If you have a child with a pre-existing condition: Effective immediately, it appears that insurers will no longer deny coverage to children with pre-existing conditions, whether the plan is old or new. However, nothing in the new law stops them from raising premiums to cover the added costs. But, in 2014 they won’t be able to do that.
What to do: If your child is currently insured, Consumer Reports Health advises that you hold on to your current coverage until you find better coverage at a lower price. If your child has been denied health insurance, check for new insurance options in late September and compare those to what is available through the new high-risk pool to determine what is best for your family.
If you are a young adult or the parent of a young adult: Starting with the first plan renewal after September 23rd, group plans must allow adult children to stay on their parents’ health insurance until their 26th birthday provided the child doesn’t have access to job-based coverage of their own. Employers have a lot of flexibility in how they design their plans and they may charge extra for the coverage.

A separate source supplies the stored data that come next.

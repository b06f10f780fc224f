use crate::handlers::HandlerContext;
use crate::presentation::presenters::command;
use anyhow::Result;
use dodona_runtime::Dashboard;

pub fn handle(dashboard: &Dashboard, ctx: &HandlerContext) -> Result<()> {
    ctx.render(command::profile_result(dashboard.data(), &dashboard.views()))
}
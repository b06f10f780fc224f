use crate::handlers::HandlerContext;
use crate::presentation::presenters::command;
use anyhow::Result;
use dodona_runtime::Dashboard;

pub fn handle(dashboard: &Dashboard, ctx: &HandlerContext) -> Result<()> {
    ctx.render(command::summary_result(dashboard.data()))
}
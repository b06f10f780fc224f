use crate::handlers::HandlerContext;
use crate::presentation::presenters::command;
use anyhow::Result;
use dodona_runtime::Dashboard;
use dodona_types::RegionId;

/// A region without data is reported, not treated as an error.
pub fn handle(dashboard: &Dashboard, id: RegionId, ctx: &HandlerContext) -> Result<()> {
    if !dashboard.data().has_data(id) {
        tracing::info!(region = %id, "region has no inscriptions");
    }
    ctx.render(command::region_result(dashboard.data(), &dashboard.views(), id))
}
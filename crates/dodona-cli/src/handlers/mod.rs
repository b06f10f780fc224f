mod context;

pub mod config;
pub mod dashboard;
pub mod inscriptions;
pub mod profile;
pub mod region;
pub mod regions;
pub mod summary;
pub mod validate;
pub mod vowels;

pub use context::HandlerContext;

What to do: If your employer offers a choice of plans and your child is living far away from home, check on the availability of in-network care where he or she will be. If it isn’t good try to switch to a plan with a national care network. Young adults graduating this spring can sign up for COBRA or an individual policy to tide them over until they can get back on their parents’ plans.
If you develop a serious illness while on a plan: In the past, insurance companies have engaged in a practice called rescission where they cancel a patient’s coverage after the patient has been diagnosed with an expensive-to-treat illness such as cancer or HIV/AIDS. Insurers comb through patients’ medical records to see whether they left anything off their applications, no matter how minor or unrelated to the medical problem. Patients have lost coverage for failing to disclose pre-existing conditions they didn’t even know they had or for clerical errors in their records. Starting with your next policy renewal after September 23, insurers will no longer be able to do that. They will only be able to rescind a policy if a consumer knowingly conceals knowledge of a pre-existing condition.

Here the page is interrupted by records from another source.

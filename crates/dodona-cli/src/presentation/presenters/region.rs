use dodona_engine::{CertaintySplit, RegionShare};
use dodona_runtime::{DerivedViews, SelectionState, VisualState};
use dodona_types::{Dataset, RegionId};

use super::share_rows;
use crate::presentation::view_models::{
    CertaintyViewModel, RegionDetailViewModel, RegionListViewModel, RegionRowViewModel,
    RegionVisual, StatViewModel,
};

pub(crate) fn visual(state: VisualState) -> RegionVisual {
    match state {
        VisualState::Hovered => RegionVisual::Hovered,
        VisualState::Selected => RegionVisual::Selected,
        VisualState::Neutral => RegionVisual::Neutral,
    }
}

pub fn present_certainty(split: CertaintySplit) -> CertaintyViewModel {
    CertaintyViewModel {
        certain: split.certain,
        uncertain: split.uncertain,
        name_only: split.name_only,
        total: split.total(),
        shares: share_rows(split.shares()),
    }
}

/// Region rows in map navigation order, decorated with the session's
/// hover/selection state.
pub(crate) fn region_rows(
    data: &Dataset,
    distribution: &[RegionShare],
    state: &SelectionState,
) -> Vec<RegionRowViewModel> {
    data.navigable_regions()
        .into_iter()
        .filter_map(|id| distribution.iter().find(|r| r.id == id))
        .map(|r| RegionRowViewModel {
            id: r.id.to_string(),
            name: r.display_name.to_string(),
            short_name: r.label.to_string(),
            english_name: r.english_name.to_string(),
            count: r.value,
            percent_share: r.percent_share,
            on_map: data.district(r.id).is_some(),
            visual: visual(state.region_visual_state(r.id)),
        })
        .collect()
}

pub fn present_region_list(data: &Dataset, views: &impl DerivedViews) -> RegionListViewModel {
    let distribution = views.region_distribution();
    let certainty = present_certainty(views.certainty_split());

    RegionListViewModel {
        total: distribution.iter().map(|r| r.value).sum(),
        regions: region_rows(data, &distribution, &SelectionState::default()),
        certainty,
    }
}

/// Detail for any region id; a district absent from the corpus yields an
/// empty detail with `has_data = false`.
pub fn present_region_detail(
    data: &Dataset,
    views: &impl DerivedViews,
    id: RegionId,
) -> RegionDetailViewModel {
    let district = data.district(id);
    let city = district.map(|d| d.city.to_string());

    let Some(detail) = views.region_detail(id) else {
        let (name, english_name) = district
            .map(|d| (d.label.to_string(), d.english_name.to_string()))
            .unwrap_or_else(|| (id.to_string(), id.to_string()));
        return RegionDetailViewModel {
            id: id.to_string(),
            name,
            english_name,
            city,
            has_data: false,
            total: 0,
            percent_share: 0.0,
            counts: Vec::new(),
            chronology: Vec::new(),
        };
    };

    let percent_share = views
        .region_distribution()
        .iter()
        .find(|r| r.id == id)
        .map_or(0.0, |r| r.percent_share);
    let stats = |stats: Vec<dodona_engine::RegionStat>| {
        stats
            .into_iter()
            .map(|s| StatViewModel {
                label: s.label.to_string(),
                value: s.value,
            })
            .collect()
    };

    RegionDetailViewModel {
        id: id.to_string(),
        name: detail.display_name.to_string(),
        english_name: detail.english_name.to_string(),
        city,
        has_data: true,
        total: detail.total,
        percent_share,
        counts: stats(detail.counts),
        chronology: stats(detail.chronology),
    }
}

#[cfg(test)]
mod tests {
    use super::*;
    use dodona_core::dataset;
    use dodona_runtime::EngineViews;

    #[test]
    fn test_region_list_in_map_order() {
        let views = EngineViews::new(dataset());
        let list = present_region_list(dataset(), &views);
        let ids: Vec<&str> = list.regions.iter().map(|r| r.id.as_str()).collect();
        assert_eq!(
            ids,
            vec!["histiaiotis", "pelasgiotis", "thessaliotis", "general"]
        );
        assert_eq!(list.total, 81);
        assert_eq!(list.certainty.total, 81);
        assert!(!list.regions[3].on_map);
    }

    #[test]
    fn test_detail_of_data_less_district() {
        let views = EngineViews::new(dataset());
        let detail = present_region_detail(dataset(), &views, RegionId::Phthiotis);
        assert!(!detail.has_data);
        assert_eq!(detail.name, "Ftiótide");
        assert_eq!(detail.city.as_deref(), Some("Lamia"));
    }

    #[test]
    fn test_detail_snapshot() {
        let views = EngineViews::new(dataset());
        let detail = present_region_detail(dataset(), &views, RegionId::Thessaliotis);
        insta::assert_json_snapshot!(detail, {
            ".percent_share" => "[share]",
        }, @r###"
        {
          "id": "thessaliotis",
          "name": "Tesaliótide",
          "english_name": "Thessaliotis",
          "city": "Pharsalos",
          "has_data": true,
          "total": 5,
          "percent_share": "[share]",
          "counts": [
            {
              "label": "Total",
              "value": 5
            }
          ],
          "chronology": [
            {
              "label": "V BC",
              "value": 1
            },
            {
              "label": "Transition V–IV",
              "value": 4
            }
          ]
        }
        "###);
    }
}
use dodona_types::{MapDistrict, Point, RegionId};

/// Even-odd ray casting; points on an edge may land on either side.
pub fn contains(outline: &[Point], point: Point) -> bool {
    if outline.len() < 3 {
        return false;
    }

    let mut inside = false;
    let mut j = outline.len() - 1;
    for i in 0..outline.len() {
        let (a, b) = (outline[i], outline[j]);
        if (a.y > point.y) != (b.y > point.y) {
            let crossing_x = (b.x - a.x) * (point.y - a.y) / (b.y - a.y) + a.x;
            if point.x < crossing_x {
                inside = !inside;
            }
        }
        j = i;
    }
    inside
}

/// The district under a point of the map, if any.
pub fn district_at(districts: &[MapDistrict], point: Point) -> Option<RegionId> {
    districts
        .iter()
        .find(|d| contains(&d.outline, point))
        .map(|d| d.id)
}

#[cfg(test)]
mod tests {
    use super::*;
    use dodona_core::dataset;

    #[test]
    fn test_labels_fall_inside_their_district() {
        let data = dataset();
        for district in &data.districts {
            assert_eq!(
                district_at(&data.districts, district.label_at),
                Some(district.id),
                "label of {} not inside its outline",
                district.id
            );
        }
    }

    #[test]
    fn test_outside_the_map() {
        let data = dataset();
        assert_eq!(district_at(&data.districts, Point::new(12.0, 8.0)), None);
        assert_eq!(district_at(&data.districts, Point::new(320.0, 220.0)), None);
    }

    #[test]
    fn test_degenerate_outline() {
        let line = [Point::new(0.0, 0.0), Point::new(10.0, 10.0)];
        assert!(!contains(&line, Point::new(5.0, 5.0)));
    }

    #[test]
    fn test_square() {
        let square = [
            Point::new(0.0, 0.0),
            Point::new(10.0, 0.0),
            Point::new(10.0, 10.0),
            Point::new(0.0, 10.0),
        ];
        assert!(contains(&square, Point::new(5.0, 5.0)));
        assert!(!contains(&square, Point::new(15.0, 5.0)));
    }
}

What to do: The ban on rescissions is in no way a license for you to omit information on your insurance application. Come clean to insurers about everything you know about and keep up with your premiums, because insurers can still cancel your insurance if you don’t pay.
If you are in the Medicare doughnut hole: For 2010 only, you’ll receive a $250 rebate check if you fall into the “doughnut hole” of your part D drug plan. This year, the doughnut hole—the period during which you have to pay your drugs’ full cost out of pocket—begins after you and your Medicare drug plan together have spent a total of $2,830 on drugs. In 2011, you’ll get a 50 percent discount on brand-name prescriptions and a 7 percent discount on generics during the doughnut hole. In the years following, the discount gets larger until your share of costs while in the hole is 25 percent for all drugs in 2020.
What to do: The 2010 rebate and subsequent discounts will happen automatically. But the price of brand-name drugs will continue to vary depending on what kind of deal a plan has made with drugmakers. So you’ll still need to select your Part D plan carefully to make sure it has the best prices for the drugs you take.